YOUR TASK — Give back only the lines in the records below from the one with "Some(weighted / sum)" to the one with "use std::path::Path;", both inclusive, word for word.

GIVEN RECORDS —
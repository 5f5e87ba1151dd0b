use crate::core::framebuffer::FrameBuffer;
use crate::core::pipeline::Shader;
use crate::core::rasterizer::{CullMode, Rasterizer};
use crate::scene::mesh::Mesh;
use nalgebra::Vector3;
use rayon::prelude::*;

/// Drives vertex processing and primitive assembly on top of the rasterizer.
pub struct Renderer {
    pub rasterizer: Rasterizer,
    pub framebuffer: FrameBuffer,
}

impl Renderer {
    /// `sample_count`: 1 for no AA, 2 for 2x2 SSAA, etc.
    pub fn new(width: usize, height: usize, sample_count: usize) -> Self {
        Self {
            rasterizer: Rasterizer::new(),
            framebuffer: FrameBuffer::new(width, height, sample_count),
        }
    }

    pub fn set_cull_back_faces(&mut self, enabled: bool) {
        self.rasterizer
            .set_cull_mode(if enabled { CullMode::Back } else { CullMode::None });
    }

    /// Reallocates the framebuffer when the target size changes.
    /// Reallocates the framebuffer if the size differs. Returns true when it did.
    pub fn resize(&mut self, width: usize, height: usize) -> bool {
        if self.framebuffer.width == width && self.framebuffer.height == height {
            return false;
        }
        let samples = self.framebuffer.sample_count;
        self.framebuffer = FrameBuffer::new(width, height, samples);
        true
    }

    pub fn clear(&mut self, color: Vector3<f32>) {
        self.framebuffer.clear(color);
    }

    pub fn draw_mesh<S: Shader>(&mut self, mesh: &Mesh, shader: &S) {
        // Each vertex is shaded once, however many triangles share it.
        let processed: Vec<_> = mesh.vertices.par_iter().map(|v| shader.vertex(v)).collect();

        for tri in mesh.indices.chunks_exact(3) {
            let (p0, v0) = processed[tri[0] as usize];
            let (p1, v1) = processed[tri[1] as usize];
            let (p2, v2) = processed[tri[2] as usize];

            self.rasterizer
                .draw_triangle(&mut self.framebuffer, shader, &[p0, p1, p2], &[v0, v1, v2]);
        }
    }
}
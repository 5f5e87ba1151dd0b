pub mod input;
pub mod overlay;
pub mod phong;
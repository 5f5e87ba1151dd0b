use nalgebra::{Point2, Vector3};

/// Signed doubled area of (a, b, p). Positive when p is to the left of a->b
/// in a y-up frame (right of it on screen, where y points down).
#[inline(always)]
pub fn edge_function(a: Point2<f32>, b: Point2<f32>, p: Point2<f32>) -> f32 {
    (b.x - a.x) * (p.y - a.y) - (b.y - a.y) * (p.x - a.x)
}

/// Re-weights screen-space barycentrics by 1/w so attributes interpolate
/// linearly in view space. `inv_w` holds 1/w per vertex.
#[inline]
pub fn perspective_correct(bary: Vector3<f32>, inv_w: Vector3<f32>) -> Option<Vector3<f32>> {
    let weighted = bary.component_mul(&inv_w);
    let sum = weighted.x + weighted.y + weighted.z;
    if sum.abs() < 1e-12 {
        return None;
    }
    Some(weighted / sum)
}
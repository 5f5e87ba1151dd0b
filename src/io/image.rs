use crate::core::framebuffer::FrameBuffer;
use crate::error::SceneError;
use image::RgbaImage;
use log::info;
use std::path::Path;

/// Resolves the framebuffer and writes it as an image; the format follows
/// the file extension.
pub fn save_framebuffer<P: AsRef<Path>>(framebuffer: &FrameBuffer, path: P) -> Result<(), SceneError> {
    let path = path.as_ref();
    let img = RgbaImage::from_raw(
        framebuffer.width as u32,
        framebuffer.height as u32,
        framebuffer.to_rgba8(),
    )
    .ok_or_else(|| SceneError::invalid("framebuffer", "pixel data does not match its size"))?;

    if let Some(dir) = path.parent().filter(|d| !d.as_os_str().is_empty()) {
        std::fs::create_dir_all(dir)?;
    }
    img.save(path)?;
    info!("Saved {}x{} image to '{}'", img.width(), img.height(), path.display());
    Ok(())
}

#[cfg(test)]
mod tests {
    use super::*;
    use nalgebra::Vector3;

    #[test]
    fn writes_png_with_framebuffer_size() {
        let mut fb = FrameBuffer::new(5, 3, 2);
        fb.clear(Vector3::new(1.0, 0.0, 0.0));

        let path = std::env::temp_dir().join(format!("orbit_scene_save_{}.png", std::process::id()));
        save_framebuffer(&fb, &path).unwrap();

        let loaded = image::open(&path).unwrap().to_rgba8();
        std::fs::remove_file(&path).ok();
        assert_eq!(loaded.dimensions(), (5, 3));
        assert_eq!(loaded.get_pixel(4, 2).0, [255, 0, 0, 255]);
    }

    #[test]
    fn unknown_extension_is_an_image_error() {
        let fb = FrameBuffer::new(2, 2, 1);
        let path = std::env::temp_dir().join("orbit_scene_save.unknownext");
        assert!(matches!(save_framebuffer(&fb, &path), Err(SceneError::Image(_))));
    }
}
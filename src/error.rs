/// Errors produced while building or rendering the scene.
#[derive(Debug, thiserror::Error)]
pub enum SceneError {
    /// A caller supplied a value outside the accepted range (tessellation,
    /// radius, height, config values, ...). Raised before any work is done.
    #[error("invalid parameter `{name}`: {reason}")]
    InvalidParameter { name: &'static str, reason: String },

    #[error("config error: {0}")]
    Config(String),

    #[error(transparent)]
    Io(#[from] std::io::Error),

    #[error("image error: {0}")]
    Image(#[from] image::ImageError),

    #[error("gui error: {0}")]
    Gui(String),
}

impl SceneError {
    pub fn invalid(name: &'static str, reason: impl Into<String>) -> Self {
        Self::InvalidParameter {
            name,
            reason: reason.into(),
        }
    }
}

#[cfg(test)]
mod tests {
    use super::*;

    #[test]
    fn invalid_parameter_display() {
        let err = SceneError::invalid("sector_count", "must be at least 3, got 2");
        assert_eq!(
            err.to_string(),
            "invalid parameter `sector_count`: must be at least 3, got 2"
        );
    }

    #[test]
    fn config_error_display() {
        let err = SceneError::Config("expected a table".into());
        assert_eq!(err.to_string(), "config error: expected a table");
    }

    #[test]
    fn io_error_converts() {
        let io_err = std::io::Error::new(std::io::ErrorKind::NotFound, "scene.toml missing");
        let err: SceneError = io_err.into();
        assert!(matches!(err, SceneError::Io(_)));
        assert!(err.to_string().contains("scene.toml missing"));
    }
}
use crate::core::math::transform::TransformFactory;
use nalgebra::{Matrix4, Point3, Vector3};

pub const DEFAULT_ANGLE_X: f32 = 45.0;
pub const DEFAULT_ANGLE_Y: f32 = 45.0;
pub const DEFAULT_DISTANCE: f32 = 5.0;
pub const DEFAULT_MIN_DISTANCE: f32 = 1.0;
pub const DEFAULT_DRAG_SENSITIVITY: f32 = 0.1;
pub const DEFAULT_ZOOM_STEP: f32 = 0.1;

/// Below this |forward x up| the world up is treated as parallel to the view.
const PARALLEL_EPSILON: f32 = 1e-4;

#[derive(Debug, Clone, Copy, PartialEq, Eq)]
pub enum ZoomDirection {
    In,
    Out,
}

/// Camera orbiting the world origin.
///
/// Angles are in degrees and accumulate without wrapping; only the distance
/// is bounded (from below).
#[derive(Debug, Clone, PartialEq)]
pub struct OrbitCamera {
    pub angle_x: f32,
    pub angle_y: f32,
    pub distance: f32,
    pub min_distance: f32,
    /// Degrees per pixel of pointer motion.
    pub drag_sensitivity: f32,
    /// Distance change per wheel notch.
    pub zoom_step: f32,

    /// Angles and requested distance; the distance is clamped on use.
    home: (f32, f32, f32),
}

impl Default for OrbitCamera {
    fn default() -> Self {
        Self::new(DEFAULT_ANGLE_X, DEFAULT_ANGLE_Y, DEFAULT_DISTANCE)
    }
}

impl OrbitCamera {
    pub fn new(angle_x: f32, angle_y: f32, distance: f32) -> Self {
        Self {
            angle_x,
            angle_y,
            distance: distance.max(DEFAULT_MIN_DISTANCE),
            min_distance: DEFAULT_MIN_DISTANCE,
            drag_sensitivity: DEFAULT_DRAG_SENSITIVITY,
            zoom_step: DEFAULT_ZOOM_STEP,
            home: (angle_x, angle_y, distance),
        }
    }

    pub fn with_limits(mut self, min_distance: f32, drag_sensitivity: f32, zoom_step: f32) -> Self {
        self.min_distance = min_distance;
        self.drag_sensitivity = drag_sensitivity;
        self.zoom_step = zoom_step;
        self.distance = self.home.2.max(min_distance);
        self
    }

    /// Pointer drag in pixels. No clamping: sin/cos take care of periodicity.
    pub fn apply_drag(&mut self, delta_x: f32, delta_y: f32) {
        self.angle_x += delta_x * self.drag_sensitivity;
        self.angle_y += delta_y * self.drag_sensitivity;
    }

    pub fn apply_zoom(&mut self, direction: ZoomDirection) {
        match direction {
            ZoomDirection::In => self.distance -= self.zoom_step,
            ZoomDirection::Out => self.distance += self.zoom_step,
        }
        self.distance = self.distance.max(self.min_distance);
    }

    /// Restores the angles and distance the camera was created with.
    pub fn reset(&mut self) {
        let (angle_x, angle_y, distance) = self.home;
        self.angle_x = angle_x;
        self.angle_y = angle_y;
        self.distance = distance.max(self.min_distance);
    }

    pub fn eye_position(&self) -> Point3<f32> {
        let (sin_x, cos_x) = self.angle_x.to_radians().sin_cos();
        let (sin_y, cos_y) = self.angle_y.to_radians().sin_cos();
        Point3::new(
            self.distance * sin_x * cos_y,
            self.distance * sin_y,
            self.distance * cos_x * cos_y,
        )
    }

    /// Look-at from the eye toward the origin with +Y up.
    ///
    /// Straight above or below the origin the world up is parallel to the
    /// view direction; there the orbit's own tangent (the direction the eye
    /// moves when `angle_y` grows) serves as up instead.
    pub fn view_matrix(&self) -> Matrix4<f32> {
        let eye = self.eye_position();
        let forward = -eye.coords.normalize();
        let world_up = Vector3::y();

        let up = if forward.cross(&world_up).norm() < PARALLEL_EPSILON {
            let (sin_x, cos_x) = self.angle_x.to_radians().sin_cos();
            let (sin_y, cos_y) = self.angle_y.to_radians().sin_cos();
            Vector3::new(-sin_x * sin_y, cos_y, -cos_x * sin_y)
        } else {
            world_up
        };

        TransformFactory::view(&eye, &Point3::origin(), &up)
    }
}

/// Perspective projection parameters; the aspect ratio comes from the target
/// framebuffer at draw time.
#[derive(Debug, Clone, Copy, PartialEq)]
pub struct Projection {
    pub fov_y_degrees: f32,
    pub near: f32,
    pub far: f32,
}

impl Default for Projection {
    fn default() -> Self {
        Self {
            fov_y_degrees: 45.0,
            near: 1.0,
            far: 100.0,
        }
    }
}

impl Projection {
    pub fn matrix(&self, aspect_ratio: f32) -> Matrix4<f32> {
        TransformFactory::perspective(
            aspect_ratio,
            self.fov_y_degrees.to_radians(),
            self.near,
            self.far,
        )
    }
}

EXERCISE RESPONSE —
    Some(weighted / sum)
}
repository 5f5e87ba1151dd0b
filename src/io/image.rs
use crate::core::framebuffer::FrameBuffer;
use crate::error::SceneError;
use image::RgbaImage;
use log::info;
use std::path::Path;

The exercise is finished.